Superbonus, l’ipotesi proroga per il 110% e lo sblocco dei crediti con compensazione

Gli emendamenti al Dl Aiuti Quater: riapertura dei termini fino al 31 dicembre e sblocco dei crediti fiscali

Per il Superbonus spunta l’ipotesi di una proroga per il regime del 110%. Dalla Lega a M5s, tutti i gruppi parlamentari hanno depositato proposte di modifica al Decreto Aiuti Quater. Che porta invece il sussidio per i lavori edilizi al 90% dal 2023. Gli emendamenti puntano alla riapertura fino a fine anno dei termini (scaduti il 25 novembre) per la presentazione della Certificazione Asseverata (Cilas). E al ministero dell’Economia sarebbero in corso valutazioni per verificare se ci siano le condizioni per farlo. «Ci sono ragionamenti in corso», fa sapere anche il leader della Lega Matteo Salvini.
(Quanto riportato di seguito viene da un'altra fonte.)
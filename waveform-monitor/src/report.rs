//! Renders analysis results as a text table or a JSON document. Only
//! desired slots appear; the problem count is reported per signal.

use chrono::Utc;
use serde_json::{json, Value};
use waveform_stats::StatSlot;

pub(crate) struct SignalReport {
    pub(crate) name: String,
    pub(crate) problems: usize,
    pub(crate) slots: Vec<StatSlot>,
}

impl SignalReport {
    fn desired(&self) -> impl Iterator<Item = &StatSlot> {
        self.slots.iter().filter(|slot| slot.desired)
    }
}

pub(crate) fn render_text(reports: &[SignalReport]) -> String {
    let mut out = String::new();
    out.push_str(&format!(
        "# waveform statistics, generated {}\n",
        Utc::now().to_rfc3339()
    ));
    for report in reports {
        out.push_str(&format!(
            "\n{} ({} problems)\n",
            report.name, report.problems
        ));
        for slot in report.desired() {
            out.push_str(&format!(
                "  {:<28} {:>18.9e} {:<8} {}\n",
                slot.name,
                slot.result,
                slot.units.as_deref().unwrap_or(""),
                slot.description,
            ));
        }
    }
    out
}

pub(crate) fn render_json(reports: &[SignalReport]) -> Value {
    json!({
        "generated": Utc::now().to_rfc3339(),
        "signals": reports
            .iter()
            .map(|report| {
                json!({
                    "name": &report.name,
                    "problems": report.problems,
                    "statistics": report
                        .desired()
                        .map(|slot| {
                            json!({
                                "name": &slot.name,
                                "value": slot.result,
                                "units": &slot.units,
                                "description": &slot.description,
                            })
                        })
                        .collect::<Vec<_>>(),
                })
            })
            .collect::<Vec<_>>(),
    })
}
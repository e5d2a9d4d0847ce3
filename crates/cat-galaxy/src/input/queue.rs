/// Host events the scene reacts to. Coordinates are CSS pixels relative
/// to the viewport's top-left corner.
#[derive(Debug, Clone, Copy, PartialEq)]
pub enum InputEvent {
    /// The pointer moved to (x, y).
    PointerMove { x: f32, y: f32 },
    /// A click (primary button) at (x, y).
    Click { x: f32, y: f32 },
    /// The viewport changed size.
    Resize { width: f32, height: f32 },
}

/// A queue of input events.
/// Host callbacks push into it; the frame callback reads it once and drains it.
pub struct InputQueue {
    events: Vec<InputEvent>,
}

impl InputQueue {
    pub fn new() -> Self {
        Self {
            events: Vec::with_capacity(32),
        }
    }

    pub fn push(&mut self, event: InputEvent) {
        self.events.push(event);
    }

    /// Drain all pending events. Returns a Vec and clears the queue.
    pub fn drain(&mut self) -> Vec<InputEvent> {
        std::mem::take(&mut self.events)
    }

    /// Iterate over pending events in arrival order without consuming them.
    pub fn iter(&self) -> impl Iterator<Item = &InputEvent> {
        self.events.iter()
    }

    pub fn is_empty(&self) -> bool {
        self.events.is_empty()
    }

    pub fn len(&self) -> usize {
        self.events.len()
    }
}

impl Default for InputQueue {
    fn default() -> Self {
        Self::new()
    }
}
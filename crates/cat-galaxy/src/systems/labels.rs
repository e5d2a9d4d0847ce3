use glam::{Vec2, Vec3};

use crate::api::types::Viewport;
use crate::components::label::LabelLayer;
use crate::core::scene::SceneGraph;
use crate::renderer::camera::PerspectiveCamera;

/// Where a label for a world point should go.
/// `None` when the point is behind the camera or past the far plane.
pub fn label_anchor(
    point: Vec3,
    camera: &PerspectiveCamera,
    viewport: Viewport,
    offset_px: f32,
) -> Option<Vec2> {
    let ndc = camera.project(point);
    if ndc.z >= 1.0 || ndc.z.is_nan() {
        return None;
    }
    let px = viewport.ndc_to_pixel(Vec2::new(ndc.x, ndc.y));
    Some(Vec2::new(px.x, px.y + offset_px))
}

/// Reposition every label under its body. Hidden labels keep their last anchor.
pub fn place_labels(
    labels: &mut LabelLayer,
    scene: &SceneGraph,
    camera: &PerspectiveCamera,
    viewport: Viewport,
    offset_px: f32,
) {
    let bodies = scene.bodies();
    for label in labels.iter_mut() {
        let Some(body) = bodies.get(label.body) else {
            label.visible = false;
            continue;
        };
        match label_anchor(body.position, camera, viewport, offset_px) {
            Some(anchor) => {
                label.screen = anchor;
                label.visible = true;
            }
            None => label.visible = false,
        }
    }
}
use cat_galaxy::{Label, LabelLayer};
use wasm_bindgen::{JsCast, JsValue};
use web_sys::{Document, HtmlElement};

/// Label elements inside `#labels-container`, index-aligned with the
/// scene's label layer.
pub struct LabelElements {
    elements: Vec<HtmlElement>,
}

impl LabelElements {
    /// Create one `div.planet-label` per label. `None` (logged) when the
    /// container is missing, which turns labels into a no-op.
    pub fn create(document: &Document, labels: &LabelLayer) -> Option<Self> {
        let Some(container) = document.get_element_by_id("labels-container") else {
            log::warn!("labels: #labels-container not found, labels disabled");
            return None;
        };
        match Self::build(document, &container, labels) {
            Ok(elements) => Some(Self { elements }),
            Err(e) => {
                log::warn!("labels: could not create elements: {e:?}");
                None
            }
        }
    }

    fn build(
        document: &Document,
        container: &web_sys::Element,
        labels: &LabelLayer,
    ) -> Result<Vec<HtmlElement>, JsValue> {
        labels
            .iter()
            .map(|label| {
                let el = document.create_element("div")?.dyn_into::<HtmlElement>()?;
                el.set_class_name(Label::CLASS);
                el.set_text_content(Some(&label.text));
                el.style().set_property("display", "none")?;
                container.append_child(&el)?;
                Ok(el)
            })
            .collect()
    }

    /// Copy anchors and visibility from the layer onto the elements.
    pub fn apply(&self, labels: &LabelLayer) {
        for (el, label) in self.elements.iter().zip(labels.iter()) {
            let style = el.style();
            let _ = style.set_property("display", label.css_display());
            if label.visible {
                let _ = style.set_property("transform", &label.css_transform());
            }
        }
    }
}

/// Open `url` in a new browsing context.
pub fn open_in_new_tab(url: &str) {
    let Some(window) = web_sys::window() else {
        return;
    };
    match window.open_with_url_and_target(url, "_blank") {
        Ok(Some(_)) => log::info!("opened {url}"),
        Ok(None) => log::warn!("popup blocked for {url}"),
        Err(e) => log::warn!("window.open failed for {url}: {e:?}"),
    }
}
La prima ipotesi di modifica prevede di far slittare la scadenza al 31 dicembre.


Gli emendamenti

La modifica dei termini potrebbe arrivare con un emendamento al Dl Aiuti. Nel quale potrebbe trovare posto anche la richiesta di sostegno alle associazioni sportive che consente il pagamento in 60 rate mensili senza sanzioni penali e sportive dei versamenti tributari e contributivi sospesi fino al 22 dicembre. Ma sul Superbonus ci sono anche altre due richieste sul tavolo. La prima è lo sblocco della cessione dei crediti attraverso la compensazione con l’F24. Poi c’è l’aumento del tetto al reddito per ottenere l’agevolazione per i villini unifamiliari. Un’ultima questione è sul tavolo del ministro Giorgetti: «Serve lo sblocco immediato della cessione dei crediti fiscali per i cantieri già avviati», è l’appello rilanciato sul tema dall’Ance nell’audizione sulla manovra. «Sul superbonus noi stiamo intervenendo sui crediti d’imposta per motivazioni che non sfuggiranno a chi è transitato dal Mef. Però c’è un monte di lavori in pancia al Superbonus che continua, non si interrompe, e che continuerà nel corso tempo a produrre una spinta per il settore dell’edilizia. Ahimè con il combinato disposto di un Pnrr pienamente implementato, questa spinta sull’edilizia rischia di trovare un problema di offerta: qui abbiamo un problema di offerta», ha spiegato il ministro.